Regreso a la habitación y me queda mucho por escribir. Cuando estoy en ello, pasa por el pasillo uno de los adolescentes y me saluda. No me importaría dormir sin cubrir el ventanal, pero coincide que una luz se enciende automáticamente cuando alguien va por los pasillos, y da de lleno en él. Así que bajo la persiana. Cada vez que alguien se levante a orinar, va a ocurrir lo mismo. He visto que la oferta de este albergue contempla los char à voile como algo complementario a él. A mí, sabiendo lo que estoy haciendo, ni me lo han ofrecido. He puesto sólo la sábana sobre la cama pero, la segunda vez que me levanto a orinar, echo encima el pesado edredón y me da demasiado calor. Pienso en decirle a la recepcionista para que pongan alternativa de mantas más ligeras, pero mañana se me olvidará. En parte, porque la veo demasiado ocupada formalizando nuevas recepciones. Sólo tendré opción a despedirme y agradecerle el baile. Durante la noche me he levantado dos veces a orinar y lo hago en el de minusválidos que tiene desvencijada la puerta y así ni la tengo que abrir, ni cerrar. Tras un día tan ajetreado, pues con la excursión por la isla y el largo camino peninsular, estoy muy cansado, he dormido bastante bien. Cuando despierto a las 7:15 horas, ya pululan personas por pasillos (Pedro Pérez Pereira, primer pintor portugués, pinta paredes puertas, por poco precio, pide para poder pasar por Pamplona). Un juego que jugábamos de niños. “Con la P”. También se levantan los vecinos. Se ve que las carreras con vela exigen madrugar. Cuando vaya por la costa y me asome a la playa veré a grupos aprendiendo y practicando. Pero ya estoy en otro día y alargando más de lo conveniente el de ayer.

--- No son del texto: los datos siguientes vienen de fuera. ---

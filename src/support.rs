//! Host-facing module lifecycle: init, per-frame update, deinit.

use crate::config::JoystickConfig;
use crate::device::backend::InputBackend;
use crate::device::error::BackendError;
use crate::device::gilrs_backend::GilrsBackend;
use crate::device::mapping_db::MappingDatabase;
use crate::interpreter::intent::MotionControl;
use crate::service::{FrameOutcome, InputService, Polling};
use tracing::{debug, error, info};

/// Brings up the platform input layer, optionally seeded with controller
/// mappings.
pub type BackendConnector =
    Box<dyn FnMut(Option<&MappingDatabase>) -> Result<Box<dyn InputBackend>, BackendError>>;

/// Joystick support as a plug-in module of the host application.
///
/// If the input subsystem cannot be brought up the module stays inert:
/// [`update`](Self::update) does nothing and nothing is retried until the
/// next [`init`](Self::init).
pub struct JoystickSupport<M: MotionControl> {
    config: JoystickConfig,
    motion: M,
    connector: BackendConnector,
    service: Option<InputService<Polling>>,
}

impl<M: MotionControl> JoystickSupport<M> {
    pub fn new(config: JoystickConfig, motion: M, connector: BackendConnector) -> Self {
        Self {
            config,
            motion,
            connector,
            service: None,
        }
    }

    /// Uses gilrs for the platform layer.
    pub fn with_gilrs(config: JoystickConfig, motion: M) -> Self {
        Self::new(
            config,
            motion,
            Box::new(|mappings: Option<&MappingDatabase>| {
                GilrsBackend::connect(mappings)
                    .map(|backend| Box::new(backend) as Box<dyn InputBackend>)
            }),
        )
    }

    /// Initializes the input subsystem. Calling it again restarts it.
    pub fn init(&mut self) {
        self.deinit();

        let mappings = self
            .config
            .mapping_database_path()
            .and_then(|path| MappingDatabase::load_or_skip(&path));

        let backend = match (self.connector)(mappings.as_ref()) {
            Ok(backend) => backend,
            Err(e) => {
                error!("Could not initialize joystick support: {}", e);
                return;
            }
        };

        let service = InputService::create(&self.config, backend, mappings).initialize();
        self.service = Some(service);
        info!("Joystick support initialized");
    }

    /// Closes the active device and shuts the input subsystem down.
    pub fn deinit(&mut self) {
        if let Some(service) = self.service.take() {
            service.shutdown();
            info!("Joystick support shut down");
        }
    }

    /// Runs one frame. The elapsed time is not used; all inputs are sampled.
    pub fn update(&mut self, _delta_time: f64) -> FrameOutcome {
        match self.service.as_mut() {
            Some(service) => service.poll_frame(&mut self.motion),
            None => FrameOutcome::Inactive,
        }
    }

    /// There is no configuration dialog.
    pub fn configure_gui(&mut self, show: bool) -> bool {
        debug!("No configuration GUI (requested: {})", show);
        false
    }

    pub fn is_initialized(&self) -> bool {
        self.service.is_some()
    }

    pub fn config(&self) -> &JoystickConfig {
        &self.config
    }

    pub fn service(&self) -> Option<&InputService<Polling>> {
        self.service.as_ref()
    }

    pub fn motion(&self) -> &M {
        &self.motion
    }

    pub fn motion_mut(&mut self) -> &mut M {
        &mut self.motion
    }
}

impl<M: MotionControl> Drop for JoystickSupport<M> {
    fn drop(&mut self) {
        self.deinit();
    }
}

#[cfg(test)]
mod tests {
    use super::*;
    use crate::interpreter::intent::ControlIntent;
    use crate::testing::{RecordingMotion, ScriptedBackend, ScriptedDevice};
    use std::cell::Cell;
    use std::rc::Rc;

    fn scripted(backend: &ScriptedBackend) -> BackendConnector {
        let backend = backend.clone();
        Box::new(move |_| Ok(Box::new(backend.clone()) as Box<dyn InputBackend>))
    }

    fn without_database() -> JoystickConfig {
        let mut config = JoystickConfig::default();
        config.mapping_database = None;
        config
    }

    #[test]
    fn update_before_init_is_inert() {
        let mut support = JoystickSupport::new(
            without_database(),
            RecordingMotion::default(),
            scripted(&ScriptedBackend::new()),
        );
        assert_eq!(support.update(0.016), FrameOutcome::Inactive);
        assert!(!support.is_initialized());
    }

    #[test]
    fn failed_subsystem_stays_inert_and_is_not_retried() {
        let attempts = Rc::new(Cell::new(0));
        let counter = Rc::clone(&attempts);
        let connector: BackendConnector = Box::new(move |_| {
            counter.set(counter.get() + 1);
            Err(BackendError::Unavailable("no input subsystem".into()))
        });
        let mut support =
            JoystickSupport::new(without_database(), RecordingMotion::default(), connector);

        support.init();
        assert!(!support.is_initialized());
        for _ in 0..3 {
            assert_eq!(support.update(0.016), FrameOutcome::Inactive);
        }
        assert_eq!(attempts.get(), 1);
        assert!(support.motion().calls.is_empty());
    }

    #[test]
    fn frames_drive_the_motion_collaborator() {
        let backend = ScriptedBackend::new();
        backend.connect(ScriptedDevice::joystick(2, 2, 0));
        backend.set_axes(0, &[-20000, 0]);
        let mut support =
            JoystickSupport::new(without_database(), RecordingMotion::default(), scripted(&backend));

        support.init();
        support.update(0.016);
        assert_eq!(
            support.motion().count(ControlIntent::turn(
                crate::device::snapshot::Direction::Left,
                true
            )),
            1
        );
    }

    #[test]
    fn deinit_and_drop_release_the_device() {
        let backend = ScriptedBackend::new();
        backend.connect(ScriptedDevice::gamepad());
        let mut support =
            JoystickSupport::new(without_database(), RecordingMotion::default(), scripted(&backend));

        support.init();
        support.update(0.016);
        assert_eq!(backend.open_handles(), 1);

        support.deinit();
        assert_eq!(backend.open_handles(), 0);
        assert_eq!(support.update(0.016), FrameOutcome::Inactive);

        support.init();
        support.update(0.016);
        assert_eq!(backend.open_handles(), 1);
        drop(support);
        assert_eq!(backend.open_handles(), 0);
    }

    #[test]
    fn mapping_database_is_handed_to_the_connector() {
        let dir = tempfile::tempdir().unwrap();
        std::fs::write(
            dir.path().join("gamecontrollerdb.txt"),
            "030000005e0400008e02000014010000,X360 Controller,a:b0,b:b1,platform:Linux,\n",
        )
        .unwrap();
        let config = JoystickConfig::load(&dir.path().join("joystick.toml")).unwrap();

        let seen = Rc::new(Cell::new(0));
        let recorder = Rc::clone(&seen);
        let connector: BackendConnector = Box::new(move |mappings| {
            recorder.set(mappings.map(MappingDatabase::len).unwrap_or(0));
            Ok(Box::new(ScriptedBackend::new()) as Box<dyn InputBackend>)
        });

        let mut support = JoystickSupport::new(config, RecordingMotion::default(), connector);
        support.init();
        assert_eq!(seen.get(), 1);
        assert_eq!(
            support.service().and_then(|s| s.mappings()).map(MappingDatabase::len),
            Some(1)
        );
    }

    #[test]
    fn there_is_no_configuration_gui() {
        let mut support = JoystickSupport::new(
            without_database(),
            RecordingMotion::default(),
            scripted(&ScriptedBackend::new()),
        );
        assert!(!support.configure_gui(true));
    }
}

Balance de una jornada muy completa, aunque sin grandes encuentros.
Tras empezar la jornada en Belle-Île-en-Mer y dar el paseo con el grupo de senderismo de la isla, el tiempo no se ha portado bien. A pesar de ello, me he dado un baño y he hecho mi primer dibujo del día. No lo hacía desde la etapa 17 en La Rochelle. Animado, volveré a repetir la hazaña al atardecer en Quiberon. Detestando a Vauban, he regresado en el Bangor y he hecho un precioso recorrido por la costa salvaje. Bien instalado, he tenido encuentros puntuales, con las monitoras y los niños minusválidos (quizás fueran niños de abandono o recogidos por desatención de sus progenitores). No he querido profundizar. Tampoco sé si me habrían respondido. Podría pertenecer a secreto del sumario. He cenado mejor que cené ayer y el baile bretón ha estado bastante bien. Me ha permitido interactuar con la gordita, bailar con la recepcionista y ver los comportamientos de los jóvenes. La monitora del baile se ha quedado con ganas de hacerme más preguntas. Y así acaba otro día en que ya he vuelto al continente. Ya no habrá más isla hasta la de Batz, frente a Roscoff.